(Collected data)
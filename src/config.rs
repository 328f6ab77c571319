//! Configuration manager for keyhold.

use std::fs::File;
use std::path::{Path, PathBuf};
use std::sync::Arc;

use axum::extract::FromRef;
use serde::{Deserialize, Serialize};

use crate::AppState;

const DEFAULT_CONFIG_PATH: &str = "config.yaml";
const DEFAULT_NAME: &str = "keyhold";
const VERSION: &str = env!("CARGO_PKG_VERSION");

pub const DEFAULT_PORT: u16 = 8888;

#[derive(Debug, Clone, PartialEq, Serialize, Deserialize)]
#[serde(default)]
pub struct Configuration {
    /// Instance name.
    pub name: String,
    /// Port to listen on. `PORT` environment variable takes precedence.
    pub port: u16,
    #[serde(skip_deserializing)]
    pub version: String,
    #[serde(skip)]
    path: PathBuf,
    /// Related to SQLite configuration.
    #[serde(skip_serializing)]
    pub sqlite: Sqlite,
    /// Related to Argon2 configuration.
    #[serde(skip_serializing)]
    pub argon2: Argon2,
}

impl Default for Configuration {
    fn default() -> Self {
        Self {
            name: DEFAULT_NAME.to_owned(),
            port: DEFAULT_PORT,
            version: VERSION.to_owned(),
            path: PathBuf::default(),
            sqlite: Sqlite::default(),
            argon2: Argon2::default(),
        }
    }
}

/// SQLite configuration.
#[derive(Debug, PartialEq, Clone, Serialize, Deserialize)]
#[serde(default)]
pub struct Sqlite {
    /// Database file, created if missing.
    pub path: PathBuf,
    /// Maximum pool connections.
    pub pool_size: u32,
}

impl Default for Sqlite {
    fn default() -> Self {
        Self {
            path: PathBuf::from(crate::database::DEFAULT_DATABASE_PATH),
            pool_size: crate::database::DEFAULT_POOL_SIZE,
        }
    }
}

/// Argon2 configuration.
#[derive(Debug, PartialEq, Clone, Serialize, Deserialize)]
#[serde(default)]
pub struct Argon2 {
    /// Memory used while hashing, in KiB.
    pub memory_cost: u32,
    /// Iterations of hash.
    pub iterations: u32,
    /// Parallelism degree.
    pub parallelism: u32,
    /// Output hash length.
    pub hash_length: usize,
}

impl Default for Argon2 {
    fn default() -> Self {
        Self {
            memory_cost: 1024 * 64, // 64 MiB.
            iterations: 4,
            parallelism: 2,
            hash_length: 32,
        }
    }
}

impl FromRef<AppState> for Arc<Configuration> {
    fn from_ref(state: &AppState) -> Arc<Configuration> {
        Arc::clone(&state.config)
    }
}

impl Configuration {
    pub fn path(mut self, path: impl Into<PathBuf>) -> Self {
        self.path = path.into();
        self
    }

    /// Reads the `config.yaml` file from the specified path or the default
    /// location.
    ///
    /// Never fails: a missing or invalid file falls back to defaults.
    pub fn read(self) -> Arc<Self> {
        let file_path = if self.path.is_file() {
            self.path.clone()
        } else {
            Path::new(DEFAULT_CONFIG_PATH).to_path_buf()
        };

        let mut config = match File::open(&file_path) {
            Ok(file) => match serde_yaml::from_reader::<_, Configuration>(file)
            {
                Ok(config) => config,
                Err(err) => self.error(err),
            },
            Err(err) => self.error(err),
        };

        config.version = VERSION.to_owned();
        config.path = file_path;

        if let Some(port) =
            std::env::var("PORT").ok().and_then(|p| p.parse().ok())
        {
            config.port = port;
        }

        Arc::new(config)
    }

    /// Return a default configuration as fallback.
    fn error(&self, err: impl std::error::Error) -> Self {
        tracing::error!(error = %err, path = ?self.path, "`config.yaml` cannot be used, falling back to defaults");
        Self::default()
    }
}
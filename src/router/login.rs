use axum::extract::State;
use axum::http::StatusCode;
use axum::Json;
use serde::{Deserialize, Serialize};

use crate::account::{AccountService, Credentials};
use crate::error::Result;
use crate::router::Payload;

#[derive(Debug, PartialEq, Serialize, Deserialize)]
pub struct Response {
    pub authenticated: bool,
}

/// Handler to check credentials.
///
/// Unknown username is `404`, a wrong secret `401`.
pub async fn handler(
    State(accounts): State<AccountService>,
    Payload(body): Payload<Credentials>,
) -> Result<(StatusCode, Json<Response>)> {
    let authenticated = accounts.verify_credentials(body).await?;
    let status = if authenticated {
        StatusCode::OK
    } else {
        StatusCode::UNAUTHORIZED
    };

    Ok((status, Json(Response { authenticated })))
}

#[cfg(test)]
mod tests {
    use axum::http::{Method, StatusCode};
    use http_body_util::BodyExt;
    use serde_json::json;

    use super::Response;
    use crate::*;

    async fn login(
        app: &axum::Router,
        username: &str,
        secret: &str,
    ) -> axum::http::Response<axum::body::Body> {
        make_request(
            app.clone(),
            Method::POST,
            "/login",
            json!({ "username": username, "secret": secret }).to_string(),
        )
        .await
    }

    async fn authenticated(response: axum::http::Response<axum::body::Body>) -> bool {
        let body = response.into_body().collect().await.unwrap().to_bytes();
        serde_json::from_slice::<Response>(&body).unwrap().authenticated
    }

    #[tokio::test]
    async fn test_account_lifecycle() {
        let app = app(router::state().await);

        let response = make_request(
            app.clone(),
            Method::POST,
            "/accounts",
            json!({ "username": "alice", "secret": "p@ss1", "email": "a@x.io" })
                .to_string(),
        )
        .await;
        assert_eq!(response.status(), StatusCode::CREATED);

        let response = login(&app, "alice", "wrong").await;
        assert_eq!(response.status(), StatusCode::UNAUTHORIZED);
        assert!(!authenticated(response).await);

        let response = login(&app, "alice", "p@ss1").await;
        assert_eq!(response.status(), StatusCode::OK);
        assert!(authenticated(response).await);

        let response =
            make_request(app.clone(), Method::DELETE, "/accounts/1", String::new())
                .await;
        assert_eq!(response.status(), StatusCode::OK);

        let response =
            make_request(app.clone(), Method::GET, "/accounts/1", String::new())
                .await;
        assert_eq!(response.status(), StatusCode::NOT_FOUND);

        let response = login(&app, "alice", "p@ss1").await;
        assert_eq!(response.status(), StatusCode::NOT_FOUND);
    }

    #[tokio::test]
    async fn test_login_validation() {
        let app = app(router::state().await);

        let response = make_request(
            app,
            Method::POST,
            "/login",
            json!({ "username": "alice" }).to_string(),
        )
        .await;
        assert_eq!(response.status(), StatusCode::BAD_REQUEST);
    }
}
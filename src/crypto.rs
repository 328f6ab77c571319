//! Credential hashing.

use argon2::password_hash::{
    Error as PasswordHashError, PasswordHash, PasswordHasher,
    PasswordVerifier, SaltString,
};
use argon2::{Argon2, Params, Version};
use rand::rngs::OsRng;

use crate::config::Argon2 as ArgonConfig;

type Result<T> = std::result::Result<T, CryptoError>;

#[derive(thiserror::Error, Debug)]
pub enum CryptoError {
    #[error("argon2 error: {0}")]
    Argon2(String),
    #[error("stored hash is not a valid PHC string")]
    MalformedHash,
    #[error("hashing task did not complete")]
    Join(#[from] tokio::task::JoinError),
}

/// Password manager that uses Argon2id and PHC string format for hashing and
/// verification.
#[derive(Debug, Clone)]
pub struct PasswordManager {
    params: Params,
}

impl PasswordManager {
    /// Create a new [`PasswordManager`].
    pub fn new(config: &ArgonConfig) -> Result<Self> {
        let params = Params::new(
            config.memory_cost,
            config.iterations,
            config.parallelism,
            Some(config.hash_length),
        )
        .map_err(|err| CryptoError::Argon2(err.to_string()))?;

        Ok(Self { params })
    }

    fn argon2(&self) -> Argon2<'_> {
        Argon2::new(
            argon2::Algorithm::Argon2id,
            Version::V0x13,
            self.params.clone(),
        )
    }

    /// Hash password using Argon2id with a fresh random salt.
    pub fn hash_password(&self, password: impl AsRef<[u8]>) -> Result<String> {
        let salt = SaltString::generate(&mut OsRng);
        let hash = self
            .argon2()
            .hash_password(password.as_ref(), &salt)
            .map_err(|e| CryptoError::Argon2(e.to_string()))?;

        Ok(hash.to_string())
    }

    /// Verify password against a PHC.
    ///
    /// Parameters stored in the PHC string win over the configured ones.
    pub fn verify_password(
        &self,
        password: impl AsRef<[u8]>,
        phc_hash: &str,
    ) -> Result<bool> {
        let parsed =
            PasswordHash::new(phc_hash).map_err(|_| CryptoError::MalformedHash)?;
        if parsed.salt.is_none() || parsed.hash.is_none() {
            return Err(CryptoError::MalformedHash);
        }

        match self.argon2().verify_password(password.as_ref(), &parsed) {
            Ok(()) => Ok(true),
            Err(PasswordHashError::Password) => Ok(false),
            Err(err) => Err(CryptoError::Argon2(err.to_string())),
        }
    }

    /// Same as [`PasswordManager::hash_password`], off the async executor.
    pub async fn hash(&self, password: String) -> Result<String> {
        let manager = self.clone();
        let password = zeroize::Zeroizing::new(password);

        tokio::task::spawn_blocking(move || manager.hash_password(&*password))
            .await?
    }

    /// Same as [`PasswordManager::verify_password`], off the async executor.
    pub async fn verify(&self, password: String, phc_hash: String) -> Result<bool> {
        let manager = self.clone();
        let password = zeroize::Zeroizing::new(password);

        tokio::task::spawn_blocking(move || {
            manager.verify_password(&*password, &phc_hash)
        })
        .await?
    }
}

#[cfg(test)]
pub(crate) mod tests {
    use super::*;

    /// Cheap parameters, tests do not need to resist offline guessing.
    pub(crate) fn config() -> ArgonConfig {
        ArgonConfig {
            memory_cost: 1024,
            iterations: 1,
            parallelism: 1,
            hash_length: 32,
        }
    }

    #[test]
    fn test_hash_is_salted() {
        let pwd = PasswordManager::new(&config()).unwrap();

        let first = pwd.hash_password("p@ss1").unwrap();
        let second = pwd.hash_password("p@ss1").unwrap();

        assert_ne!(first, second);
        assert_ne!(first, "p@ss1");
        assert!(first.starts_with("$argon2id$v=19$"));
        assert_eq!(first.len(), second.len());
    }

    #[test]
    fn test_verify_password() {
        let pwd = PasswordManager::new(&config()).unwrap();
        let hash = pwd.hash_password("p@ss1").unwrap();

        assert!(pwd.verify_password("p@ss1", &hash).unwrap());
        assert!(!pwd.verify_password("p@ss2", &hash).unwrap());
        assert!(!pwd.verify_password("P@ss1", &hash).unwrap());
        assert!(!pwd.verify_password("", &hash).unwrap());
    }

    #[test]
    fn test_verify_with_other_parameters() {
        let old = PasswordManager::new(&config()).unwrap();
        let hash = old.hash_password("p@ss1").unwrap();

        let new = PasswordManager::new(&ArgonConfig {
            iterations: 2,
            ..config()
        })
        .unwrap();
        assert!(new.verify_password("p@ss1", &hash).unwrap());
    }

    #[test]
    fn test_malformed_hash() {
        let pwd = PasswordManager::new(&config()).unwrap();

        assert!(matches!(
            pwd.verify_password("p@ss1", "p@ss1"),
            Err(CryptoError::MalformedHash)
        ));

        // Valid PHC string with its output segment cut off.
        let hash = pwd.hash_password("p@ss1").unwrap();
        let (truncated, _) = hash.rsplit_once('$').unwrap();
        assert!(matches!(
            pwd.verify_password("p@ss1", truncated),
            Err(CryptoError::MalformedHash)
        ));
    }

    #[test]
    fn test_invalid_parameters() {
        let config = ArgonConfig {
            memory_cost: 1,
            ..config()
        };

        assert!(matches!(
            PasswordManager::new(&config),
            Err(CryptoError::Argon2(_))
        ));
    }

    #[tokio::test]
    async fn test_async_roundtrip() {
        let pwd = PasswordManager::new(&config()).unwrap();

        let hash = pwd.hash("p@ss1".to_owned()).await.unwrap();
        assert!(pwd.verify("p@ss1".to_owned(), hash.clone()).await.unwrap());
        assert!(!pwd.verify("wrong".to_owned(), hash).await.unwrap());
    }
}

§ WORK TASK: Among the entries above, the line containing "manager for keyhold.", the line containing "const DEFAULT_NAME: &str", and all lines between them are to be restated word for word; nothing else belongs in the reply.

§ TASK RESULT:
//! Configuration manager for keyhold.

use std::fs::File;
use std::path::{Path, PathBuf};
use std::sync::Arc;

use axum::extract::FromRef;
use serde::{Deserialize, Serialize};

use crate::AppState;

const DEFAULT_CONFIG_PATH: &str = "config.yaml";
const DEFAULT_NAME: &str = "keyhold";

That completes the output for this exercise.